Gli esimi editorialisti dei grandi giornali ammanniscono da qualche giorno la “nuova” verità: Monti e il governo tecnico da soli non possono contrastare la decrescita, nonostante liberalizzazioni vere o presunte. Era chiaro anche quando c’era un governo politico – seppure conflittuale e dalle divergenze spesso immobilizzanti – eppure si voleva far credere che tutto dipendeva dalla credibilità internazionale prossima allo zero di Silvio Berlusconi, dalla flemma sviluppista di Giulio Tremonti fissato con i conti pubblici in ordine che non voleva abbassare le tasse (le avrebbe abbassate solo quando sarebbe diventato premier, era la favola propalata dai berlusconiani) e dall’impossibilità di varare riforme impopolari come la riforma delle pensioni e del lavoro.
Ora si scopre che, nonostante la previdenza sia stata riformata, la finanza pubblica sia stata messa in sicurezza e le liberalizzazioni finalmente avviate, lo spread galleggia ben sopra i 350 punti base, le imposte aumentano e le previsioni del Pil per quest’anno sono ulteriormente peggiorate, come sarà chiaro dal Def (Documento di economia e finanza) che oggi il governo approverà insieme con il Pnr (Programma nazionale di riforma).
Certo, il governo sta impostando provvedimenti che cercano di fertilizzare l’economia. Ha in gestazione una delega fiscale, che però non prevede una riduzione della pressione tributaria sicura. Ha in corso una riforma (l’ennesima) delle norme sulle grandi opere. Il ministro dello Sviluppo economico, Corrado Passera, ha pronto nel cassetto un decreto legge che rivede tutto l’impianto degli incentivi statali all’industria, con poche norme per agevolare davvero le imprese che innovano e si internazionalizzano. Così come il ministro dei Rapporti con il Parlamento, Piero Giarda, entro la fine del mese presenterà ai colleghi un rapporto sulla spending review; ma chi si aspetta un altro taglio secco seppure mirato della spesa pubblica, dopo i tagli lineari imposti da Tremonti, rimarrà deluso.

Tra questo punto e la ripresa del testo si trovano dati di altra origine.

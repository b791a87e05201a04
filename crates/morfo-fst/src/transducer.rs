// Per-section transducer: an arena of nodes with resolved transitions,
// an initial state and a finals-with-weights map.

use hashbrown::HashMap;

use crate::alphabet::Alphabet;
use crate::compression::{ByteReader, ByteWriter};
use crate::FormatError;

/// Which component of a pair label is treated as the stepping input.
///
/// Tables are compiled once; analysis reads them `Forward` (left side in,
/// right side out) and generation reads the same bytes `Reverse`.
#[derive(Debug, Clone, Copy, PartialEq, Eq)]
pub enum Direction {
    Forward,
    Reverse,
}

/// One outgoing edge, with the pair label already split by direction.
#[derive(Debug, Clone, Copy)]
pub struct Transition {
    pub input: i32,
    pub output: i32,
    pub weight: f64,
    pub target: u32,
}

/// A state of the transition graph.
#[derive(Debug, Clone, Default)]
pub struct Node {
    pub transitions: Vec<Transition>,
}

/// A loaded transducer section.
///
/// Node ids are dense indexes into `nodes`; there are no interior
/// pointers, so sections can be spliced into a shared arena by offsetting
/// every index.
#[derive(Debug)]
pub struct Transducer {
    pub initial: u32,
    pub finals: HashMap<u32, f64>,
    pub nodes: Vec<Node>,
}

/// A section spliced into a shared arena: its relocated initial state and
/// finals map.
pub struct SplicedSection {
    pub initial: u32,
    pub finals: HashMap<u32, f64>,
}

impl Transducer {
    /// Create an empty transducer with a single (initial) state.
    pub fn new() -> Self {
        Self {
            initial: 0,
            finals: HashMap::new(),
            nodes: vec![Node::default()],
        }
    }

    /// Append a fresh state and return its id.
    pub fn add_state(&mut self) -> u32 {
        self.nodes.push(Node::default());
        (self.nodes.len() - 1) as u32
    }

    /// Add a transition between existing states.
    pub fn add_transition(&mut self, from: u32, input: i32, output: i32, weight: f64, to: u32) {
        self.nodes[from as usize].transitions.push(Transition {
            input,
            output,
            weight,
            target: to,
        });
    }

    /// Mark a state as final with the given weight.
    pub fn set_final(&mut self, state: u32, weight: f64) {
        self.finals.insert(state, weight);
    }

    /// Parse a transducer body. Pair labels are resolved through the
    /// alphabet according to `direction`.
    pub fn read(
        reader: &mut ByteReader<'_>,
        alphabet: &Alphabet,
        direction: Direction,
    ) -> Result<Self, FormatError> {
        let state_count = reader.read_uvarint()?;
        let initial = reader.read_uvarint()?;
        if initial >= state_count {
            return Err(FormatError::BadState { index: initial });
        }

        let mut finals = HashMap::new();
        let final_count = reader.read_uvarint()?;
        for _ in 0..final_count {
            let state = reader.read_uvarint()?;
            if state >= state_count {
                return Err(FormatError::BadState { index: state });
            }
            let weight = reader.read_f64()?;
            finals.insert(state, weight);
        }

        let mut nodes = Vec::with_capacity(state_count as usize);
        for _ in 0..state_count {
            let transition_count = reader.read_uvarint()?;
            let mut transitions = Vec::with_capacity(transition_count as usize);
            for _ in 0..transition_count {
                let label = reader.read_uvarint()? as i32;
                let target = reader.read_uvarint()?;
                if target >= state_count {
                    return Err(FormatError::BadState { index: target });
                }
                let weight = reader.read_f64()?;
                let (left, right) = alphabet.decode_pair(label)?;
                let (input, output) = match direction {
                    Direction::Forward => (left, right),
                    Direction::Reverse => (right, left),
                };
                transitions.push(Transition {
                    input,
                    output,
                    weight,
                    target,
                });
            }
            nodes.push(Node { transitions });
        }

        Ok(Self {
            initial,
            finals,
            nodes,
        })
    }

    /// Serialize the transducer body. The in-memory `(input, output)`
    /// sides are written as `(left, right)` pairs, i.e. a transducer built
    /// programmatically is written in `Forward` orientation.
    pub fn write(&self, writer: &mut ByteWriter, alphabet: &mut Alphabet) {
        writer.write_uvarint(self.nodes.len() as u32);
        writer.write_uvarint(self.initial);

        let mut finals: Vec<(u32, f64)> = self.finals.iter().map(|(&s, &w)| (s, w)).collect();
        finals.sort_by_key(|&(s, _)| s);
        writer.write_uvarint(finals.len() as u32);
        for (state, weight) in finals {
            writer.write_uvarint(state);
            writer.write_f64(weight);
        }

        for node in &self.nodes {
            writer.write_uvarint(node.transitions.len() as u32);
            for t in &node.transitions {
                let label = alphabet.encode_pair(t.input, t.output);
                writer.write_uvarint(label as u32);
                writer.write_uvarint(t.target);
                writer.write_f64(t.weight);
            }
        }
    }

    /// Copy this section's nodes into a shared arena, relocating every
    /// state index, and return the relocated initial/finals.
    pub fn splice_into(&self, arena: &mut Vec<Node>) -> SplicedSection {
        let offset = arena.len() as u32;
        for node in &self.nodes {
            let transitions = node
                .transitions
                .iter()
                .map(|t| Transition {
                    target: t.target + offset,
                    ..*t
                })
                .collect();
            arena.push(Node { transitions });
        }
        SplicedSection {
            initial: self.initial + offset,
            finals: self
                .finals
                .iter()
                .map(|(&s, &w)| (s + offset, w))
                .collect(),
        }
    }
}

impl Default for Transducer {
    fn default() -> Self {
        Self::new()
    }
}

E quella che doveva essere la madre di tutte le liberalizzazioni, ossia l’indennizzo invece del reintegro in caso di licenziamento economico con una revisione radicale dell’articolo 18 dello Statuto dei lavoratori, si è rivelata una controriforma, secondo tutte le associazioni delle aziende che lamentano invece un aumento dei costi per le assunzioni a detrimento di alcune forme contrattuali flessibili. Insomma, più rigidità in entrata e quasi meno flessibilità in uscita: non proprio un capolavoro, come si ammette a mezza bocca nei ministeri non retti da economisti o prof.

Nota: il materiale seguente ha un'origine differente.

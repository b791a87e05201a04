// Analysis throughput over a synthetic dictionary.

use criterion::{black_box, criterion_group, criterion_main, Criterion};
use hashbrown::HashSet;

use morfo_fst::alphabet::Alphabet;
use morfo_fst::container::Container;
use morfo_fst::transducer::{Direction, Transducer};
use morfo_proc::processor::FstProcessor;
use morfo_proc::text::TextReader;

/// A few hundred entries over a small letter inventory, enough to give
/// the state set real ambiguity.
fn build_bench_container() -> Vec<u8> {
    let mut alphabet = Alphabet::new();
    let n = alphabet.intern("<n>");
    let mut t = Transducer::new();
    let mut letters = HashSet::new();

    let stems = ["kala", "talo", "katu", "tanko", "kantaja", "kalastaja"];
    let suffixes = ["", "t", "n", "ssa", "sta", "lla"];
    for stem in stems {
        for suffix in suffixes {
            let surface = format!("{stem}{suffix}");
            let mut state = 0;
            for c in surface.chars() {
                letters.insert(c);
                let next = t.add_state();
                t.add_transition(state, c as i32, c as i32, 0.0, next);
                state = next;
            }
            let tagged = t.add_state();
            t.add_transition(state, 0, n, 0.0, tagged);
            t.set_final(tagged, 0.0);
        }
    }

    let mut container = Container {
        letters,
        alphabet,
        sections: vec![("main@standard".to_string(), t)],
    };
    container.write()
}

fn bench_analysis(c: &mut Criterion) {
    let bytes = build_bench_container();
    let mut proc = FstProcessor::new();
    proc.load(&bytes, Direction::Forward).unwrap();
    proc.init_analysis().unwrap();

    let sentence = "kala talo katu kalastaja tanko plugh kantajassa ".repeat(32);

    c.bench_function("analysis_throughput", |b| {
        b.iter(|| {
            let mut input = TextReader::new(sentence.as_bytes());
            let mut out = Vec::with_capacity(sentence.len() * 2);
            proc.analysis(&mut input, &mut out).unwrap();
            black_box(out);
        })
    });
}

criterion_group!(benches, bench_analysis);
criterion_main!(benches);
impl FstProcessor {
    /// Stream bilingual lookup over `^...$` frames.
    pub fn bilingual<R: BufRead, W: Write>(
        &mut self,
        input: &mut TextReader<R>,
        output: &mut W,
        mode: GenerationMode,
    ) -> Result<(), ProcError> {
        if self.settings.null_flush {
            self.null_flush_generation = true;
        }

        let mut current_state = self.initial_state.clone();
        let mut sf = String::new(); // source analysis as read
        let mut queue = String::new(); // trailing tags to re-attach
        let mut result = String::new(); // latest bidix lookup
        let mut seentags = false;
        let mut seensurface = false;
        let mut surface = String::new();

        self.out_of_word = false;
        self.skip_until(input, output, '^')?;

        loop {
            let (mut symbol, mut val_opt) = self.read_bilingual(input, output)?;

            if self.settings.biltrans_surface_forms && !seensurface && !self.out_of_word {
                // consume the surface part up to the first '/'
                while let Some(v) = val_opt {
                    if v == '/' as i32 {
                        break;
                    }
                    surface.push_str(&symbol);
                    self.alphabet.get_symbol(&mut surface, v, false);
                    (symbol, val_opt) = self.read_bilingual(input, output)?;
                }
                seensurface = true;
                (symbol, val_opt) = self.read_bilingual(input, output)?;
            }

            let Some(val) = val_opt else { break };

            if val == '$' as i32 && self.out_of_word {
                if !seentags {
                    // no tags at all: only a complete match counts
                    let mut chars = sf.chars();
                    let firstupper = chars.next().is_some_and(is_upper);
                    let uppercase = char_len(&sf) > 1 && chars.next().is_some_and(is_upper);
                    result = current_state.filter_finals(
                        &self.all_finals,
                        &self.alphabet,
                        &self.escaped_chars,
                        &self.finals_format(uppercase, firstupper),
                    );
                }

                if sf.starts_with('*') {
                    if mode == GenerationMode::Clean {
                        let clean = format!("/{}", skip_first(&sf));
                        self.print_word_bilingual(&sf, &clean, output)?;
                    } else {
                        let marked = format!("/{sf}");
                        self.print_word_bilingual(&sf, &marked, output)?;
                    }
                } else if !result.is_empty() {
                    let composed = compose(&result, &queue);
                    self.print_word_bilingual(&sf, &composed, output)?;
                } else if self.settings.biltrans_surface_forms {
                    let missing = format!("/@{surface}");
                    self.print_word_bilingual(&surface, &missing, output)?;
                } else {
                    let missing = format!("/@{sf}");
                    self.print_word_bilingual(&sf, &missing, output)?;
                }

                seensurface = false;
                surface.clear();
                queue.clear();
                result.clear();
                current_state = self.initial_state.clone();
                sf.clear();
                seentags = false;
            } else if is_space_sym(val) && sf.is_empty() {
                // do nothing
            } else if sf.starts_with('*') {
                if self.is_escaped_sym(val) {
                    sf.push('\\');
                }
                self.alphabet.get_symbol(&mut sf, val, false);
                if val == 0 {
                    sf.push_str(&symbol); // unknown tag, kept verbatim
                }
            } else {
                if self.is_escaped_sym(val) {
                    sf.push('\\');
                }
                self.alphabet.get_symbol(&mut sf, val, false);
                if val == 0 {
                    sf.push_str(&symbol);
                }
                if self.alphabet.is_tag(val) || val == 0 {
                    seentags = true;
                }
                if current_state.size() != 0 {
                    if !self.alphabet.is_tag(val)
                        && is_upper_sym(val)
                        && !self.settings.case_sensitive
                    {
                        current_state.step_pair(&self.nodes, val, lower_sym(val));
                    } else {
                        current_state.step(&self.nodes, val);
                    }
                }
                if current_state.is_final(&self.all_finals) {
                    let mut chars = sf.chars();
                    let firstupper = chars.next().is_some_and(is_upper);
                    let uppercase = char_len(&sf) > 1 && chars.next().is_some_and(is_upper);
                    // the tags seen so far were matched, not leftovers
                    queue.clear();
                    result = current_state.filter_finals(
                        &self.all_finals,
                        &self.alphabet,
                        &self.escaped_chars,
                        &self.finals_format(uppercase, firstupper),
                    );
                } else if !result.is_empty() {
                    // a result exists but the analysis continues: trailing
                    // tags accumulate on the queue, re-attached on '$';
                    // a non-tag symbol past this point kills the match
                    if self.alphabet.is_tag(val) {
                        self.alphabet.get_symbol(&mut queue, val, false);
                    } else if val == 0 {
                        queue.push_str(&symbol);
                    } else if current_state.size() == 0 {
                        result.clear();
                    }
                }
            }
        }
        output.flush()?;
        Ok(())
    }

    /// Single-word bilingual lookup. `with_delim` marks an input framed
    /// with `^...$`.
    pub fn biltrans(&self, input_word: &str, with_delim: bool) -> String {
        self.biltrans_with_queue(input_word, with_delim).0
    }

    /// [`biltrans`](Self::biltrans) variant whose historical length guard
    /// lets a match through only for a narrow band of word lengths: long
    /// words are discarded, and so are very short ones (the guard's
    /// unsigned subtraction wraps around for them). Kept for
    /// call-compatibility; prefer [`biltrans`](Self::biltrans).
    pub fn biltransfull(&self, input_word: &str, with_delim: bool) -> String {
        let word: Vec<char> = input_word.chars().collect();
        let (start_point, end_point) = delim_range(&word, with_delim);
        let lookup = match self.biltrans_lookup(&word, with_delim) {
            BiltransOutcome::Passthrough => return input_word.to_string(),
            BiltransOutcome::Missing(result) => return result,
            BiltransOutcome::Found { result, queue, .. } => (result, queue),
        };

        let start_point = if word.get(start_point) == Some(&'=') {
            start_point + 1
        } else {
            start_point
        };
        // `end_point - 3` wraps for short words, making the comparison
        // unconditionally true for them
        if end_point < 3 || start_point < end_point - 3 {
            return "^$".to_string();
        }

        let (result, queue) = lookup;
        finish_with_queue(result, &queue, with_delim)
    }

    /// Single-word lookup returning the composed result and the length in
    /// characters of the re-attached tag queue.
    pub fn biltrans_with_queue(&self, input_word: &str, with_delim: bool) -> (String, usize) {
        let word: Vec<char> = input_word.chars().collect();
        match self.biltrans_lookup(&word, with_delim) {
            BiltransOutcome::Passthrough => (input_word.to_string(), 0),
            BiltransOutcome::Missing(result) => (result, 0),
            BiltransOutcome::Found {
                result,
                queue,
                seentags,
                complete,
            } => {
                if !seentags && !complete {
                    // no tags and no final state: the word is not present
                    return (missing_result(&word, with_delim), 0);
                }
                let queue_len = char_len(&queue);
                (finish_with_queue(result, &queue, with_delim), queue_len)
            }
        }
    }

    /// Single-word lookup that drops the tag queue instead of attaching
    /// it.
    pub fn biltrans_without_queue(&self, input_word: &str, with_delim: bool) -> String {
        let word: Vec<char> = input_word.chars().collect();
        match self.biltrans_lookup(&word, with_delim) {
            BiltransOutcome::Passthrough => input_word.to_string(),
            BiltransOutcome::Missing(result) => result,
            BiltransOutcome::Found { result, .. } => {
                let mut result = result;
                if with_delim {
                    result.push('$');
                }
                result
            }
        }
    }

    /// The shared core of the single-word variants.
    fn biltrans_lookup(&self, word: &[char], with_delim: bool) -> BiltransOutcome {
        let (mut start_point, end_point) = delim_range(word, with_delim);
        if word.is_empty() || start_point > end_point {
            return BiltransOutcome::Passthrough;
        }

        if word[start_point] == '*' {
            return BiltransOutcome::Passthrough;
        }
        let mut mark = false;
        if word[start_point] == '=' {
            start_point += 1;
            mark = true;
        }

        let firstupper = word.get(start_point).copied().is_some_and(is_upper);
        let uppercase = firstupper && word.get(start_point + 1).copied().is_some_and(is_upper);

        let mut current_state = self.initial_state.clone();
        let mut result = String::new();
        let mut queue = String::new();
        let mut seentags = false;

        let mut i = start_point;
        while i <= end_point {
            let mut symbol = String::new();
            let val: i32;

            if word[i] == '\\' {
                i += 1;
                if i > end_point {
                    break;
                }
                val = word[i] as i32;
            } else if word[i] == '<' {
                symbol.push('<');
                let mut j = i + 1;
                while j <= end_point {
                    symbol.push(word[j]);
                    if word[j] == '>' {
                        i = j;
                        break;
                    }
                    j += 1;
                }
                seentags = true;
                val = self.alphabet.symbol_id(&symbol);
            } else {
                val = word[i] as i32;
            }

            if current_state.size() != 0 {
                if !self.alphabet.is_tag(val) && is_upper_sym(val) && !self.settings.case_sensitive
                {
                    current_state.step_pair(&self.nodes, val, lower_sym(val));
                } else {
                    current_state.step(&self.nodes, val);
                }
            }
            if current_state.is_final(&self.all_finals) {
                result = current_state.filter_finals(
                    &self.all_finals,
                    &self.alphabet,
                    &self.escaped_chars,
                    &self.finals_format(uppercase, firstupper),
                );
                result = redelimit(result, mark, with_delim);
            }

            if current_state.size() == 0 {
                if !symbol.is_empty() && !result.is_empty() {
                    queue.push_str(&symbol);
                } else {
                    return BiltransOutcome::Missing(missing_result(word, with_delim));
                }
            }
            i += 1;
        }

        // "complete" means the whole word sits on a final state; partial
        // matches only survive when trailing tags explain the remainder
        let complete = current_state.is_final(&self.all_finals);

        BiltransOutcome::Found {
            result,
            queue,
            seentags,
            complete,
        }
    }
}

La verità, ha detto Giuliano Amato echeggiando tesi che fino a qualche settimana fa esprimevano alcuni esponenti di centrodestra durante il governo Berlusconi, è che servono soldi per investire: “Se è difficile dar torto a chi dice che per crescere occorrono risorse da destinare agli investimenti – ha scritto l’ex premier domenica 15 aprile su Il Sole 24 Ore – è altrettanto difficile aspettarsi che tali risorse possono venire da bilanci nazionali, sui quali i mercati gettano i loro strali non appena fuoriescono dai binari dell’austerità”. Come dire: il governo Monti può poco o nulla sulla crescita. Ma non valeva anche per Berlusconi?
La chiave di volta per Amato sono i project bond, come sostengono da tempo in Italia e non solo Franco Bassanini e Franco Reviglio, rispettivamente presidente e capo economista della Cassa depositi e prestiti: ossia titoli che in quanto emessi ad esempio dalla Bei (Banca europea degli investimenti) non gravano sui debiti nazionali e attivano investimenti pubblico-privati mirati su reti e infrastrutture di rilievo europeo. Anche in questo caso, i soli project bond non sono sufficienti per riavviare il ciclo economico.
Infatti, il problema dei problemi è il Fiscal compact che irrigidisce e cristallizza le politiche economiche e di finanza pubblica degli stati, rendendo di fatto inermi i governi nazionali a tutto beneficio della Germania, che può piazzare i Bund decennali a tassi bassissimi. Il risultato è che l’Eurozona finanzia di fatto il debito tedesco a costo zero per Berlino. Era chiaro anche quando al governo c’era il centrodestra, ma forse la realtà allora era occultata dai pregiudizi politici.